[Start of Attachment]

//! FASTA sequence loader.
//!
//! This module turns a command-line value into a sequence. A value is either
//! a path to a FASTA file or the sequence itself. Only the first record of a
//! FASTA file is ever used.
//!
//! ## FASTA Format
//!
//! ```text
//! >sequence_identifier optional description
//! ACGTACGTACGT...
//! >another_sequence      <- parsing stops here
//! TGCATGCATGCA...
//! ```

use std::fs::File;
use std::io::{self, BufRead, BufReader};
use std::path::{Path, PathBuf};

use log::debug;
use thiserror::Error;

use crate::model::Sequence;

/// Errors that can occur while loading a sequence.
#[derive(Error, Debug)]
pub enum LoadError {
    #[error("File not found: {}", .0.display())]
    NotFound(PathBuf),

    #[error("Failed to read file: {0}")]
    IoError(#[from] io::Error),
}

/// Result type for loader operations.
pub type LoadResult<T> = Result<T, LoadError>;

/// Where a sequence comes from.
#[derive(Debug, Clone, PartialEq, Eq)]
pub enum SequenceSource {
    /// A FASTA file on disk
    Path(PathBuf),
    /// The sequence itself
    Literal(String),
}

impl SequenceSource {
    /// Decides how to interpret a command-line value.
    ///
    /// Values naming an existing regular file are read as FASTA; anything
    /// else is taken as a literal sequence.
    pub fn resolve(value: &str) -> Self {
        let path = Path::new(value);
        if path.is_file() {
            SequenceSource::Path(path.to_path_buf())
        } else {
            SequenceSource::Literal(value.to_string())
        }
    }

    /// Loads the sequence this source points to.
    pub fn load(self) -> LoadResult<Sequence> {
        match self {
            SequenceSource::Path(path) => load_from_path(path),
            SequenceSource::Literal(value) => Ok(use_literal(value)),
        }
    }
}

/// Loads a value that may be either a FASTA path or a literal sequence.
///
/// # Examples
///
/// ```
/// use snptracker::fasta::load_sequence;
///
/// let seq = load_sequence("ACTG").unwrap();
/// assert_eq!(seq.as_str(), "ACTG");
/// ```
pub fn load_sequence(value: &str) -> LoadResult<Sequence> {
    let source = SequenceSource::resolve(value);
    debug!("Resolved input {:?} as {:?}", value, source);
    source.load()
}

/// Wraps a literal value as a sequence, unchanged.
pub fn use_literal(value: impl Into<String>) -> Sequence {
    Sequence::literal(value)
}

/// Reads the first record of a FASTA file.
///
/// # Arguments
///
/// * `path` - Path to the FASTA file
///
/// # Errors
///
/// Returns `LoadError::NotFound` if the file does not exist, and
/// `LoadError::IoError` for any other read failure.
pub fn load_from_path<P: AsRef<Path>>(path: P) -> LoadResult<Sequence> {
    let path = path.as_ref();
    let file = File::open(path).map_err(|e| match e.kind() {
        io::ErrorKind::NotFound => LoadError::NotFound(path.to_path_buf()),
        _ => LoadError::IoError(e),
    })?;

    let sequence = parse_first_record(BufReader::new(file))?;
    debug!(
        "Read {} bp ({}) from {}",
        sequence.len(),
        sequence.label(),
        path.display()
    );
    Ok(sequence)
}

/// Parses the first FASTA record from a reader.
///
/// Blank lines are skipped and sequence lines are trimmed and concatenated.
/// A second header after the first record has started ends parsing. Content
/// without any header is still accepted as sequence data.
pub fn parse_first_record<R: BufRead>(reader: R) -> LoadResult<Sequence> {
    let mut id: Option<String> = None;
    let mut data = String::new();
    let mut started = false;

    for line_result in reader.lines() {
        let line = line_result?;
        let line = line.trim();

        if line.is_empty() {
            continue;
        }

        if let Some(header) = line.strip_prefix('>') {
            if started {
                break;
            }
            started = true;
            id = header
                .split_whitespace()
                .next()
                .map(str::to_string);
        } else {
            data.push_str(line);
            started = true;
        }
    }

    Ok(match id {
        Some(id) => Sequence::new(id, data),
        None => Sequence::literal(data),
    })
}

/// Parses the first FASTA record from a string.
#[cfg(test)]
fn parse_first_record_str(content: &str) -> LoadResult<Sequence> {
    parse_first_record(content.as_bytes())
}

#[cfg(test)]
mod tests {
    use std::io::Write;

    use tempfile::NamedTempFile;

    use super::*;

    #[test]
    fn test_parse_single_line() {
        let seq = parse_first_record_str(">seq1\nACTG").unwrap();
        assert_eq!(seq.as_str(), "ACTG");
        assert_eq!(seq.id.as_deref(), Some("seq1"));
    }

    #[test]
    fn test_parse_multiline_sequence() {
        let seq = parse_first_record_str(">seq1\nACTG\nTAGC\n").unwrap();
        assert_eq!(seq.as_str(), "ACTGTAGC");
    }

    #[test]
    fn test_only_first_record() {
        let seq = parse_first_record_str(">seq1\nACTG\n>seq2\nTAGC").unwrap();
        assert_eq!(seq.as_str(), "ACTG");
        assert_eq!(seq.id.as_deref(), Some("seq1"));
    }

    #[test]
    fn test_parse_with_description_and_blank_lines() {
        let content = "\n>seq1 some description\n\n  ACG  \n\nT\n";
        let seq = parse_first_record_str(content).unwrap();
        assert_eq!(seq.id.as_deref(), Some("seq1"));
        assert_eq!(seq.as_str(), "ACGT");
    }

    #[test]
    fn test_sequence_without_header() {
        // Header-less content is tolerated
        let seq = parse_first_record_str("ACGT\nTTAA\n").unwrap();
        assert_eq!(seq.as_str(), "ACGTTTAA");
        assert!(seq.id.is_none());

        // A header after bare content ends the record
        let seq = parse_first_record_str("ACGT\n>seq1\nTGCA\n").unwrap();
        assert_eq!(seq.as_str(), "ACGT");
    }

    #[test]
    fn test_empty_content() {
        let seq = parse_first_record_str("").unwrap();
        assert!(seq.is_empty());

        let seq = parse_first_record_str(">only_header\n").unwrap();
        assert!(seq.is_empty());
        assert_eq!(seq.id.as_deref(), Some("only_header"));
    }

    #[test]
    fn test_case_preserved() {
        let seq = parse_first_record_str(">seq1\nacgt\n").unwrap();
        assert_eq!(seq.as_str(), "acgt");
    }

    #[test]
    fn test_load_from_path() {
        let mut file = NamedTempFile::new().unwrap();
        write!(file, ">seq1\nACTG\n>seq2\nTAGC\n").unwrap();

        let seq = load_from_path(file.path()).unwrap();
        assert_eq!(seq.as_str(), "ACTG");
    }

    #[test]
    fn test_load_missing_file() {
        let result = load_from_path("missing.fasta");
        match result {
            Err(LoadError::NotFound(path)) => assert_eq!(path, PathBuf::from("missing.fasta")),
            other => panic!("expected NotFound, got {:?}", other),
        }
    }

    #[test]
    fn test_resolve_source() {
        let file = NamedTempFile::new().unwrap();
        let value = file.path().to_str().unwrap();
        assert_eq!(
            SequenceSource::resolve(value),
            SequenceSource::Path(file.path().to_path_buf())
        );
        assert_eq!(
            SequenceSource::resolve("ACTG"),
            SequenceSource::Literal("ACTG".to_string())
        );
        // Non-existent paths fall back to literals
        assert_eq!(
            SequenceSource::resolve("missing.fasta"),
            SequenceSource::Literal("missing.fasta".to_string())
        );
    }

    #[test]
    fn test_load_sequence_dispatch() {
        let mut file = NamedTempFile::new().unwrap();
        write!(file, ">ref\nactg\n").unwrap();

        let from_file = load_sequence(file.path().to_str().unwrap()).unwrap();
        assert_eq!(from_file.as_str(), "actg");
        assert_eq!(from_file.id.as_deref(), Some("ref"));

        let literal = load_sequence("GATTACA").unwrap();
        assert_eq!(literal, use_literal("GATTACA"));
    }
}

[End of Attachment]

__Exercise details__
Would you copy out all the entries above without changing a single character?

__Answer__
//! FASTA sequence loader.
//!
//! This module turns a command-line value into a sequence. A value is either
//! a path to a FASTA file or the sequence itself. Only the first record of a
//! FASTA file is ever used.
//!
//! ## FASTA Format
//!
//! ```text
//! >sequence_identifier optional description
//! ACGTACGTACGT...
//! >another_sequence      <- parsing stops here
//! TGCATGCATGCA...
//! ```

use std::fs::File;
use std::io::{self, BufRead, BufReader};
use std::path::{Path, PathBuf};

use log::debug;
use thiserror::Error;

use crate::model::Sequence;

/// Errors that can occur while loading a sequence.
#[derive(Error, Debug)]
pub enum LoadError {
    #[error("File not found: {}", .0.display())]
    NotFound(PathBuf),

    #[error("Failed to read file: {0}")]
    IoError(#[from] io::Error),
}

/// Result type for loader operations.
pub type LoadResult<T> = Result<T, LoadError>;

/// Where a sequence comes from.
#[derive(Debug, Clone, PartialEq, Eq)]
pub enum SequenceSource {
    /// A FASTA file on disk
    Path(PathBuf),
    /// The sequence itself
    Literal(String),
}

impl SequenceSource {
    /// Decides how to interpret a command-line value.
    ///
    /// Values naming an existing regular file are read as FASTA; anything
    /// else is taken as a literal sequence.
    pub fn resolve(value: &str) -> Self {
        let path = Path::new(value);
        if path.is_file() {
            SequenceSource::Path(path.to_path_buf())
        } else {
            SequenceSource::Literal(value.to_string())
        }
    }

    /// Loads the sequence this source points to.
    pub fn load(self) -> LoadResult<Sequence> {
        match self {
            SequenceSource::Path(path) => load_from_path(path),
            SequenceSource::Literal(value) => Ok(use_literal(value)),
        }
    }
}

/// Loads a value that may be either a FASTA path or a literal sequence.
///
/// # Examples
///
/// ```
/// use snptracker::fasta::load_sequence;
///
/// let seq = load_sequence("ACTG").unwrap();
/// assert_eq!(seq.as_str(), "ACTG");
/// ```
pub fn load_sequence(value: &str) -> LoadResult<Sequence> {
    let source = SequenceSource::resolve(value);
    debug!("Resolved input {:?} as {:?}", value, source);
    source.load()
}

/// Wraps a literal value as a sequence, unchanged.
pub fn use_literal(value: impl Into<String>) -> Sequence {
    Sequence::literal(value)
}

/// Reads the first record of a FASTA file.
///
/// # Arguments
///
/// * `path` - Path to the FASTA file
///
/// # Errors
///
/// Returns `LoadError::NotFound` if the file does not exist, and
/// `LoadError::IoError` for any other read failure.
pub fn load_from_path<P: AsRef<Path>>(path: P) -> LoadResult<Sequence> {
    let path = path.as_ref();
    let file = File::open(path).map_err(|e| match e.kind() {
        io::ErrorKind::NotFound => LoadError::NotFound(path.to_path_buf()),
        _ => LoadError::IoError(e),
    })?;

    let sequence = parse_first_record(BufReader::new(file))?;
    debug!(
        "Read {} bp ({}) from {}",
        sequence.len(),
        sequence.label(),
        path.display()
    );
    Ok(sequence)
}

/// Parses the first FASTA record from a reader.
///
/// Blank lines are skipped and sequence lines are trimmed and concatenated.
/// A second header after the first record has started ends parsing. Content
/// without any header is still accepted as sequence data.
pub fn parse_first_record<R: BufRead>(reader: R) -> LoadResult<Sequence> {
    let mut id: Option<String> = None;
    let mut data = String::new();
    let mut started = false;

    for line_result in reader.lines() {
        let line = line_result?;
        let line = line.trim();

        if line.is_empty() {
            continue;
        }

        if let Some(header) = line.strip_prefix('>') {
            if started {
                break;
            }
            started = true;
            id = header
                .split_whitespace()
                .next()
                .map(str::to_string);
        } else {
            data.push_str(line);
            started = true;
        }
    }

    Ok(match id {
        Some(id) => Sequence::new(id, data),
        None => Sequence::literal(data),
    })
}

/// Parses the first FASTA record from a string.
#[cfg(test)]
fn parse_first_record_str(content: &str) -> LoadResult<Sequence> {
    parse_first_record(content.as_bytes())
}

#[cfg(test)]
mod tests {
    use std::io::Write;

    use tempfile::NamedTempFile;

    use super::*;

    #[test]
    fn test_parse_single_line() {
        let seq = parse_first_record_str(">seq1\nACTG").unwrap();
        assert_eq!(seq.as_str(), "ACTG");
        assert_eq!(seq.id.as_deref(), Some("seq1"));
    }

    #[test]
    fn test_parse_multiline_sequence() {
        let seq = parse_first_record_str(">seq1\nACTG\nTAGC\n").unwrap();
        assert_eq!(seq.as_str(), "ACTGTAGC");
    }

    #[test]
    fn test_only_first_record() {
        let seq = parse_first_record_str(">seq1\nACTG\n>seq2\nTAGC").unwrap();
        assert_eq!(seq.as_str(), "ACTG");
        assert_eq!(seq.id.as_deref(), Some("seq1"));
    }

    #[test]
    fn test_parse_with_description_and_blank_lines() {
        let content = "\n>seq1 some description\n\n  ACG  \n\nT\n";
        let seq = parse_first_record_str(content).unwrap();
        assert_eq!(seq.id.as_deref(), Some("seq1"));
        assert_eq!(seq.as_str(), "ACGT");
    }

    #[test]
    fn test_sequence_without_header() {
        // Header-less content is tolerated
        let seq = parse_first_record_str("ACGT\nTTAA\n").unwrap();
        assert_eq!(seq.as_str(), "ACGTTTAA");
        assert!(seq.id.is_none());

        // A header after bare content ends the record
        let seq = parse_first_record_str("ACGT\n>seq1\nTGCA\n").unwrap();
        assert_eq!(seq.as_str(), "ACGT");
    }

    #[test]
    fn test_empty_content() {
        let seq = parse_first_record_str("").unwrap();
        assert!(seq.is_empty());

        let seq = parse_first_record_str(">only_header\n").unwrap();
        assert!(seq.is_empty());
        assert_eq!(seq.id.as_deref(), Some("only_header"));
    }

    #[test]
    fn test_case_preserved() {
        let seq = parse_first_record_str(">seq1\nacgt\n").unwrap();
        assert_eq!(seq.as_str(), "acgt");
    }

    #[test]
    fn test_load_from_path() {
        let mut file = NamedTempFile::new().unwrap();
        write!(file, ">seq1\nACTG\n>seq2\nTAGC\n").unwrap();

        let seq = load_from_path(file.path()).unwrap();
        assert_eq!(seq.as_str(), "ACTG");
    }

    #[test]
    fn test_load_missing_file() {
        let result = load_from_path("missing.fasta");
        match result {
            Err(LoadError::NotFound(path)) => assert_eq!(path, PathBuf::from("missing.fasta")),
            other => panic!("expected NotFound, got {:?}", other),
        }
    }

    #[test]
    fn test_resolve_source() {
        let file = NamedTempFile::new().unwrap();
        let value = file.path().to_str().unwrap();
        assert_eq!(
            SequenceSource::resolve(value),
            SequenceSource::Path(file.path().to_path_buf())
        );
        assert_eq!(
            SequenceSource::resolve("ACTG"),
            SequenceSource::Literal("ACTG".to_string())
        );
        // Non-existent paths fall back to literals
        assert_eq!(
            SequenceSource::resolve("missing.fasta"),
            SequenceSource::Literal("missing.fasta".to_string())
        );
    }

    #[test]
    fn test_load_sequence_dispatch() {
        let mut file = NamedTempFile::new().unwrap();
        write!(file, ">ref\nactg\n").unwrap();

        let from_file = load_sequence(file.path().to_str().unwrap()).unwrap();
        assert_eq!(from_file.as_str(), "actg");
        assert_eq!(from_file.id.as_deref(), Some("ref"));

        let literal = load_sequence("GATTACA").unwrap();
        assert_eq!(literal, use_literal("GATTACA"));
    }
}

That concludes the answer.